• DATA LISTING
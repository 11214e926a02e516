//! Record types moved through the pipeline
//!
//! A [`Record`] is what a source produces: a logical date, a type tag,
//! and a flat payload of JSON scalars. The engine wraps each one with
//! the id of the source that produced it before queueing.

use chrono::NaiveDate;
use serde::{Deserialize, Serialize};
use serde_json::Value;

/// Free-form scalar fields carried alongside the structural ones
pub type Payload = serde_json::Map<String, Value>;

/// One unit of extracted data
#[derive(Debug, Clone, PartialEq, Serialize, Deserialize)]
pub struct Record {
    /// Logical date the data belongs to (not the extraction time)
    pub date: NaiveDate,

    /// Type/category tag, e.g. "visits" or "downloads"
    pub kind: String,

    /// Remaining fields, flattened on (de)serialization
    #[serde(flatten)]
    pub payload: Payload,
}

impl Record {
    pub fn new(date: NaiveDate, kind: impl Into<String>) -> Self {
        Self {
            date,
            kind: kind.into(),
            payload: Payload::new(),
        }
    }

    /// Add a payload field, builder style.
    pub fn with_field(mut self, key: impl Into<String>, value: impl Into<Value>) -> Self {
        self.payload.insert(key.into(), value.into());
        self
    }
}

/// A record tagged with the id of the source that produced it
///
/// Targets receive these in batches; the source id is part of the
/// persisted row so forced re-runs can clear exactly the right data.
#[derive(Debug, Clone, PartialEq, Serialize)]
pub struct SourcedRecord {
    pub source_id: String,
    #[serde(flatten)]
    pub record: Record,
}

impl SourcedRecord {
    pub fn new(source_id: impl Into<String>, record: Record) -> Self {
        Self {
            source_id: source_id.into(),
            record,
        }
    }
}

#[cfg(test)]
#[allow(clippy::unwrap_used, clippy::expect_used)]
mod tests {
    use super::*;

    #[test]
    fn test_record_serializes_flat() {
        let record = Record::new(
            NaiveDate::from_ymd_opt(2024, 5, 1).unwrap(),
            "visits",
        )
        .with_field("count", 42)
        .with_field("platform", "web");

        let json = serde_json::to_value(&record).unwrap();
        assert_eq!(json["date"], "2024-05-01");
        assert_eq!(json["kind"], "visits");
        assert_eq!(json["count"], 42);
        assert_eq!(json["platform"], "web");
    }

    #[test]
    fn test_record_roundtrip_keeps_payload() {
        let json = r#"{"date":"2024-05-01","kind":"sales","amount":9.5}"#;
        let record: Record = serde_json::from_str(json).unwrap();
        assert_eq!(record.kind, "sales");
        assert_eq!(record.payload["amount"], 9.5);
    }

    #[test]
    fn test_sourced_record_serializes_flat_with_source_id() {
        let sourced = SourcedRecord::new(
            "ga",
            Record::new(NaiveDate::from_ymd_opt(2024, 5, 2).unwrap(), "visits")
                .with_field("count", 7),
        );
        let json = serde_json::to_value(&sourced).unwrap();
        assert_eq!(json["source_id"], "ga");
        assert_eq!(json["date"], "2024-05-02");
        assert_eq!(json["count"], 7);
    }
}
//! Gleaner CLI Library
//!
//! Command-line interface for running the pipeline.
//!
//! # Overview
//!
//! One invocation is one run: load the configuration, resolve the date
//! range, build the phase sequence against the builtin plugin registry,
//! open the ledger and hand everything to the engine.
//!
//! - **Date selection**: `--date yesterday|last-week|...` or an explicit
//!   `--start-date`/`--end-date` pair (default: yesterday)
//! - **Re-runs**: `--force` clears target data and ignores the ledger
//! - **Purging**: `--purge-only` skips extraction entirely
//! - **Tuning**: `--batch-size`, `--retries`, `--timeout-secs`

use anyhow::{bail, Context, Result};
use chrono::{Local, NaiveDate};
use clap::Parser;
use gleaner_common::{DateRange, DateRangeError, LogFormat, LogLevel, LogOutput, RangeWord};
use gleaner_core::{Engine, EngineSettings, History, PipelineConfig, Sequence};
use std::path::PathBuf;
use std::time::Duration;
use tracing::info;

/// Gleaner - batch ETL pipeline runner
#[derive(Parser, Debug)]
#[command(name = "gleaner")]
#[command(author, version, about, long_about = None)]
#[command(arg_required_else_help = true)]
pub struct Cli {
    /// Path to the pipeline configuration file
    pub config: PathBuf,

    /// Symbolic date range: today, yesterday, last-week, last-month or
    /// last-year
    #[arg(long, value_name = "WORD", conflicts_with_all = ["start_date", "end_date"])]
    pub date: Option<RangeWord>,

    /// First date of the range
    #[arg(long, value_name = "YYYY-MM-DD")]
    pub start_date: Option<NaiveDate>,

    /// Last date of the range (defaults to the start date)
    #[arg(long, value_name = "YYYY-MM-DD", requires = "start_date")]
    pub end_date: Option<NaiveDate>,

    /// Run only these phases, in this order
    #[arg(long, value_name = "NAMES", value_delimiter = ',')]
    pub phases: Option<Vec<String>>,

    /// Records per fan-out batch (overrides the config)
    #[arg(long, value_name = "N")]
    pub batch_size: Option<usize>,

    /// Attempts per step before giving up
    #[arg(long, value_name = "N")]
    pub retries: Option<u32>,

    /// Timeout for each remote pull and inject call (overrides the config)
    #[arg(long, value_name = "SECONDS")]
    pub timeout_secs: Option<u64>,

    /// Re-run even if the ledger says the range is done; clears prior
    /// target data first
    #[arg(long)]
    pub force: bool,

    /// Skip extraction and only purge upstream staging data
    #[arg(long)]
    pub purge_only: bool,

    /// Log level: trace, debug, info, warn, error
    #[arg(long, value_name = "LEVEL")]
    pub log_level: Option<LogLevel>,

    /// Log destination: `-` for the console or a directory for daily
    /// rotated files
    #[arg(long, value_name = "DEST")]
    pub log_output: Option<LogOutput>,

    /// Log format: text or json
    #[arg(long, value_name = "FORMAT")]
    pub log_format: Option<LogFormat>,
}

/// Run the pipeline described by the parsed arguments.
pub async fn execute(cli: &Cli) -> Result<()> {
    if cli.batch_size == Some(0) {
        bail!("--batch-size must be at least 1");
    }
    if cli.timeout_secs == Some(0) {
        bail!("--timeout-secs must be at least 1");
    }

    let range = resolve_range(cli, Local::now().date_naive())?;

    let config = PipelineConfig::load(&cli.config).with_context(|| {
        format!("cannot load pipeline config '{}'", cli.config.display())
    })?;

    let registry = gleaner_plugins::builtin();
    let sequence = match &cli.phases {
        Some(names) => Sequence::build_subset(&config, &registry, names)?,
        None => Sequence::build(&config, &registry)?,
    };

    let history = History::open(&config.history_url()).await?;
    let settings = engine_settings(cli, &config);

    info!(
        config = %cli.config.display(),
        range = %range,
        batch_size = settings.batch_size,
        retries = settings.retries,
        "Pipeline configured"
    );

    let mut engine = Engine::new(sequence, history, settings);
    engine.run(range, cli.force, cli.purge_only).await?;
    Ok(())
}

/// Turn the range flags into a concrete range relative to `pivot`
/// (today's local date in production; injected so tests can pin it).
fn resolve_range(cli: &Cli, pivot: NaiveDate) -> Result<DateRange, DateRangeError> {
    match (cli.date, cli.start_date) {
        (Some(word), _) => word.resolve(pivot),
        (None, Some(start)) => DateRange::new(start, cli.end_date.unwrap_or(start)),
        (None, None) => RangeWord::Yesterday.resolve(pivot),
    }
}

fn engine_settings(cli: &Cli, config: &PipelineConfig) -> EngineSettings {
    let defaults = EngineSettings::default();
    EngineSettings {
        batch_size: cli.batch_size.unwrap_or(config.gleaner.batch_size),
        retries: cli.retries.unwrap_or(defaults.retries),
        op_timeout: Duration::from_secs(
            cli.timeout_secs.unwrap_or(config.gleaner.timeout_secs),
        ),
    }
}

#[cfg(test)]
mod tests {
    use super::*;
    use clap::CommandFactory;

    fn d(y: i32, m: u32, day: u32) -> NaiveDate {
        NaiveDate::from_ymd_opt(y, m, day).unwrap()
    }

    fn parse(args: &[&str]) -> Cli {
        Cli::try_parse_from(args).unwrap()
    }

    #[test]
    fn test_cli_definition_is_consistent() {
        Cli::command().debug_assert();
    }

    #[test]
    fn test_range_defaults_to_yesterday() {
        let cli = parse(&["gleaner", "conf.toml"]);
        let range = resolve_range(&cli, d(2024, 5, 15)).unwrap();
        assert_eq!(range, DateRange::single(d(2024, 5, 14)));
    }

    #[test]
    fn test_explicit_start_without_end_is_a_single_day() {
        let cli = parse(&["gleaner", "conf.toml", "--start-date", "2024-05-01"]);
        let range = resolve_range(&cli, d(2024, 5, 15)).unwrap();
        assert_eq!(range, DateRange::single(d(2024, 5, 1)));
    }

    #[test]
    fn test_explicit_start_and_end() {
        let cli = parse(&[
            "gleaner",
            "conf.toml",
            "--start-date",
            "2024-05-01",
            "--end-date",
            "2024-05-03",
        ]);
        let range = resolve_range(&cli, d(2024, 5, 15)).unwrap();
        assert_eq!(range, DateRange::new(d(2024, 5, 1), d(2024, 5, 3)).unwrap());
    }

    #[test]
    fn test_date_word_resolves_against_the_pivot() {
        let cli = parse(&["gleaner", "conf.toml", "--date", "last-month"]);
        let range = resolve_range(&cli, d(2024, 3, 15)).unwrap();
        assert_eq!(range, DateRange::new(d(2024, 2, 1), d(2024, 2, 29)).unwrap());
    }

    #[test]
    fn test_date_word_conflicts_with_explicit_dates() {
        let result = Cli::try_parse_from([
            "gleaner",
            "conf.toml",
            "--date",
            "today",
            "--start-date",
            "2024-05-01",
        ]);
        assert!(result.is_err());
    }

    #[test]
    fn test_end_date_requires_start_date() {
        let result = Cli::try_parse_from(["gleaner", "conf.toml", "--end-date", "2024-05-03"]);
        assert!(result.is_err());
    }

    #[test]
    fn test_phases_split_on_commas() {
        let cli = parse(&["gleaner", "conf.toml", "--phases", "stats,downloads"]);
        assert_eq!(
            cli.phases,
            Some(vec!["stats".to_string(), "downloads".to_string()])
        );
    }

    #[test]
    fn test_backwards_explicit_range_is_rejected() {
        let cli = parse(&[
            "gleaner",
            "conf.toml",
            "--start-date",
            "2024-05-10",
            "--end-date",
            "2024-05-01",
        ]);
        let err = resolve_range(&cli, d(2024, 5, 15)).unwrap_err();
        assert!(matches!(err, DateRangeError::Backwards { .. }));
    }
}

• WHAT TO WORK ON
From the material above, copy out every line bearing the string "each".

• ANSWER FOR THIS EXERCISE
//! and a flat payload of JSON scalars. The engine wraps each one with
    /// Timeout for each remote pull and inject call (overrides the config)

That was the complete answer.